◆ **Exercise goal**: Every line of the entries below from the one containing "pub fn parse_config(content: &str)" to the one containing "openai, ollama, or", both ends included, must be written out exactly. No other line belongs in the answer.

Extracted data entries:
____________________

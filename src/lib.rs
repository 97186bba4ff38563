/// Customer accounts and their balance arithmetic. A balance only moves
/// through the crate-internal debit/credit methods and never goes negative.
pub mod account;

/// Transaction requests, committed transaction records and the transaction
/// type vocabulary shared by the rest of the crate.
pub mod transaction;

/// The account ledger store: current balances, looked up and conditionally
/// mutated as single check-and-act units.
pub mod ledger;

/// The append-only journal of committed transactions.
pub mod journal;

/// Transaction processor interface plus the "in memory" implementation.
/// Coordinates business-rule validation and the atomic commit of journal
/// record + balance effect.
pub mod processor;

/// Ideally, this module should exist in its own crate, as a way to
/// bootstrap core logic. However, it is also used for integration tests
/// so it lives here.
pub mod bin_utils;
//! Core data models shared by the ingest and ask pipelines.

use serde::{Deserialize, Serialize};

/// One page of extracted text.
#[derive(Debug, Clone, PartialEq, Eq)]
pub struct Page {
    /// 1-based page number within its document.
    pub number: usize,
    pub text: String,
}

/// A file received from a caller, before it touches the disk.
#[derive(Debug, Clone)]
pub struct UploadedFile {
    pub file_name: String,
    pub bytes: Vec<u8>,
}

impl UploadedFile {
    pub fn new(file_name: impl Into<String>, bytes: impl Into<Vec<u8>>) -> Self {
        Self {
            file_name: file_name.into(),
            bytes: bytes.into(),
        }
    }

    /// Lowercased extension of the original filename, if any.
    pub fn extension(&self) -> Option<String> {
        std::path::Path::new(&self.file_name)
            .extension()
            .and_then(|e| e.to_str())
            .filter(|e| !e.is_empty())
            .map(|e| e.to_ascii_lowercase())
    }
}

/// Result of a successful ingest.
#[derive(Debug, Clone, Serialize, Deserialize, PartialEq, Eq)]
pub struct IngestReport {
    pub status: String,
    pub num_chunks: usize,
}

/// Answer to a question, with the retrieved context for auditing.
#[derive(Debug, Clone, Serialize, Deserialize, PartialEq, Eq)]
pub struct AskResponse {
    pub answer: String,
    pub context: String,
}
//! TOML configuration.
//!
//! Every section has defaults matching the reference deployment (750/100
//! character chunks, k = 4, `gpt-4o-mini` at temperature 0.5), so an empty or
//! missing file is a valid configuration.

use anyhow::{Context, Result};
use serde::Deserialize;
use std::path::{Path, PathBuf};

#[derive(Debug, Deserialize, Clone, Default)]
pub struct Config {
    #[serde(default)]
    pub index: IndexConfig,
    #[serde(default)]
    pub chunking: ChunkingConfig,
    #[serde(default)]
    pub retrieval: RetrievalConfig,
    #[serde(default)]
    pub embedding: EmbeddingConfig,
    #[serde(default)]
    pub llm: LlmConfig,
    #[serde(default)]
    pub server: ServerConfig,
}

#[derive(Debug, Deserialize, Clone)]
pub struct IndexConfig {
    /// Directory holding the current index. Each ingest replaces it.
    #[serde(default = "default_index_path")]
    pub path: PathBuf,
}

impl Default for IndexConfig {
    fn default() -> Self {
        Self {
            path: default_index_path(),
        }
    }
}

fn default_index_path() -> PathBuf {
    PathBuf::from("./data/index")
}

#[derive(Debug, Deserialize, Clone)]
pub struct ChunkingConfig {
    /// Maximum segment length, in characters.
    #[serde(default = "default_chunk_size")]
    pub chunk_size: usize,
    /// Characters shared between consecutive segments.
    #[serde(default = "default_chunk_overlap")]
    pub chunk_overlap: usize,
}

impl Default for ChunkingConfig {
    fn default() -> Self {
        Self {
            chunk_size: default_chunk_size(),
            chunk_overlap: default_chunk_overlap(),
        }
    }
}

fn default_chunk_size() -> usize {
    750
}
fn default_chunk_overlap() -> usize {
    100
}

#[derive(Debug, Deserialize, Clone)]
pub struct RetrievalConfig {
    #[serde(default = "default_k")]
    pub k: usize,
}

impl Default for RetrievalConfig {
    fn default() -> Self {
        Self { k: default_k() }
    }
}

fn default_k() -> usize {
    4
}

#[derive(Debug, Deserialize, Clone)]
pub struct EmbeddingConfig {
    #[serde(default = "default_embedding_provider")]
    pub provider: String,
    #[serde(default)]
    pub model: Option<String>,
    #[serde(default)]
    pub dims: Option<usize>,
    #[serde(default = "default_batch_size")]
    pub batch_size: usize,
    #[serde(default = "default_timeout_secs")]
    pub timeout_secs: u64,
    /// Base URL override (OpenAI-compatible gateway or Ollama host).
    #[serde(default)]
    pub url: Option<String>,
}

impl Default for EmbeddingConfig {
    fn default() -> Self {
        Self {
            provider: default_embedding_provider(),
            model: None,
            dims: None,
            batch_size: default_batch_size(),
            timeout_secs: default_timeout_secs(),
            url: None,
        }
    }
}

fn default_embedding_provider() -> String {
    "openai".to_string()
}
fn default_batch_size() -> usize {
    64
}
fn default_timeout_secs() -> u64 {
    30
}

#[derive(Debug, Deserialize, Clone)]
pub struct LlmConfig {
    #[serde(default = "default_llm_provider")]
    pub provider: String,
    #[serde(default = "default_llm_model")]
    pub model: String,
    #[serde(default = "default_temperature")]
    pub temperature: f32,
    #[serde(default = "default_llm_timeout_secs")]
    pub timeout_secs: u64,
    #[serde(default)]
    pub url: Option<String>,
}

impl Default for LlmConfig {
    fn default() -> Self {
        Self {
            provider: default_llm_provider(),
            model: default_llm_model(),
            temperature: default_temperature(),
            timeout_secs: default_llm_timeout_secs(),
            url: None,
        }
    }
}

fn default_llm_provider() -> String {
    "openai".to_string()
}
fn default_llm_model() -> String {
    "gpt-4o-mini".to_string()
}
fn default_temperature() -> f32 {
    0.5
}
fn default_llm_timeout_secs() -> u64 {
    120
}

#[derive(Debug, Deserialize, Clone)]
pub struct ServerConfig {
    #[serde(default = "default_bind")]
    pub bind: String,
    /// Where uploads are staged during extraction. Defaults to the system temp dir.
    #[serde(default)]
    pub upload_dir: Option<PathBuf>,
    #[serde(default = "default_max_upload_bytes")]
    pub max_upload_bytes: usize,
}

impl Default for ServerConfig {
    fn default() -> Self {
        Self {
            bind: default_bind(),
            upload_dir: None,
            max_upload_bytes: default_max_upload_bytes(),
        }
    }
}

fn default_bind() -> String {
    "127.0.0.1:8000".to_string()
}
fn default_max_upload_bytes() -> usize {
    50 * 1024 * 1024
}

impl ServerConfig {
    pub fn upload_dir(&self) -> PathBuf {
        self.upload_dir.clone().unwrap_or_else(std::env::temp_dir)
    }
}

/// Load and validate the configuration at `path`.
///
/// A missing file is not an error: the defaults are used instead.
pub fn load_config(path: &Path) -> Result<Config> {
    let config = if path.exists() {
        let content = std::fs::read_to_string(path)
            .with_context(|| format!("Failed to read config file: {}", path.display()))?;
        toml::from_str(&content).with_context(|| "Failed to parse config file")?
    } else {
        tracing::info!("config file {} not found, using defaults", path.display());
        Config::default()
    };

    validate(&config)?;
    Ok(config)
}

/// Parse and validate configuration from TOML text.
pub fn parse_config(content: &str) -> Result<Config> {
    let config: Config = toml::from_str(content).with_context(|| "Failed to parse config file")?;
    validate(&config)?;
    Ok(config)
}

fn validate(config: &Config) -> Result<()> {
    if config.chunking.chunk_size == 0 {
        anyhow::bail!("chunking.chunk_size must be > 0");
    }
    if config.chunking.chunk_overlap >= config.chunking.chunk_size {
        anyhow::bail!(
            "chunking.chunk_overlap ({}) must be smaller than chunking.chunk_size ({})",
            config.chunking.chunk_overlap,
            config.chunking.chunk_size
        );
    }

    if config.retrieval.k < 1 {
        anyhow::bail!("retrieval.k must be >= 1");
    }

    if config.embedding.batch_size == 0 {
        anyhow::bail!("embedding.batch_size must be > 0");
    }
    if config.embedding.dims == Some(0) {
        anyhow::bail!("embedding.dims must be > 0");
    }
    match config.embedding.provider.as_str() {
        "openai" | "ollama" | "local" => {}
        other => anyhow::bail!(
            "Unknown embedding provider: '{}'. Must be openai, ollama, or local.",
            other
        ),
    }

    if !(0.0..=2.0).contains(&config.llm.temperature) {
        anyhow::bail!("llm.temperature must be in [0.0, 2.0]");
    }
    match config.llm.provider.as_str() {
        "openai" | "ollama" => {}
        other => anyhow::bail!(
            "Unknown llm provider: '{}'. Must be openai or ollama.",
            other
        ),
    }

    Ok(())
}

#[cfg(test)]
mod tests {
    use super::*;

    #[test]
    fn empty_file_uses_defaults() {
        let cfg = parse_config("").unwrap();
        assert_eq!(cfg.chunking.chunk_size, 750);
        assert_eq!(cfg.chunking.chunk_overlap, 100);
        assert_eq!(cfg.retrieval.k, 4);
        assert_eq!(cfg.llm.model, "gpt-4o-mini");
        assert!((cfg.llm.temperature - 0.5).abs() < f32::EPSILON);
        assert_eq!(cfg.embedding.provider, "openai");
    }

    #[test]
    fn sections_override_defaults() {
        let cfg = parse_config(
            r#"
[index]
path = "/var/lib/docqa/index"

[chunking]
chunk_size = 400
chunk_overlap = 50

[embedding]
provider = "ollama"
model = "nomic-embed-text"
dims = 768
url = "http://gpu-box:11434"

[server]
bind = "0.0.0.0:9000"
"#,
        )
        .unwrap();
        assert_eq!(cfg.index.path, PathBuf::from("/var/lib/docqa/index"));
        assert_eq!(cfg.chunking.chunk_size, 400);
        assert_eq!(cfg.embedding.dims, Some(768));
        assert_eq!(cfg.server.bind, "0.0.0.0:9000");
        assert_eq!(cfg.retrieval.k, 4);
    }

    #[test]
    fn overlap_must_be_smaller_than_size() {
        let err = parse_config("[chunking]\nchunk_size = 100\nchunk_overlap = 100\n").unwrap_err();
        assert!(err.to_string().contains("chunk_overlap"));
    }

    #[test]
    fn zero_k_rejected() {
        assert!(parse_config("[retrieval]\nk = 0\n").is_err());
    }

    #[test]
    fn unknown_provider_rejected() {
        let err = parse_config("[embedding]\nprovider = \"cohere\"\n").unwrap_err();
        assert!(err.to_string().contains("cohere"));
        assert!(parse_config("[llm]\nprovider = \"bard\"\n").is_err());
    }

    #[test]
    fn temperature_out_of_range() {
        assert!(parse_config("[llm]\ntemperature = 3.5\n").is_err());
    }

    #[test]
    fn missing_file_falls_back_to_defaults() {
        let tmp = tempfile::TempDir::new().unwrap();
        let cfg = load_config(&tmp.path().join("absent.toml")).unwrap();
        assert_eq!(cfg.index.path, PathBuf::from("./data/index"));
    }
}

____________________

◆ **Result of the exercise**:
pub fn parse_config(content: &str) -> Result<Config> {
    let config: Config = toml::from_str(content).with_context(|| "Failed to parse config file")?;
    validate(&config)?;
    Ok(config)
}

fn validate(config: &Config) -> Result<()> {
    if config.chunking.chunk_size == 0 {
        anyhow::bail!("chunking.chunk_size must be > 0");
    }
    if config.chunking.chunk_overlap >= config.chunking.chunk_size {
        anyhow::bail!(
            "chunking.chunk_overlap ({}) must be smaller than chunking.chunk_size ({})",
            config.chunking.chunk_overlap,
            config.chunking.chunk_size
        );
    }

    if config.retrieval.k < 1 {
        anyhow::bail!("retrieval.k must be >= 1");
    }

    if config.embedding.batch_size == 0 {
        anyhow::bail!("embedding.batch_size must be > 0");
    }
    if config.embedding.dims == Some(0) {
        anyhow::bail!("embedding.dims must be > 0");
    }
    match config.embedding.provider.as_str() {
        "openai" | "ollama" | "local" => {}
        other => anyhow::bail!(
            "Unknown embedding provider: '{}'. Must be openai, ollama, or local.",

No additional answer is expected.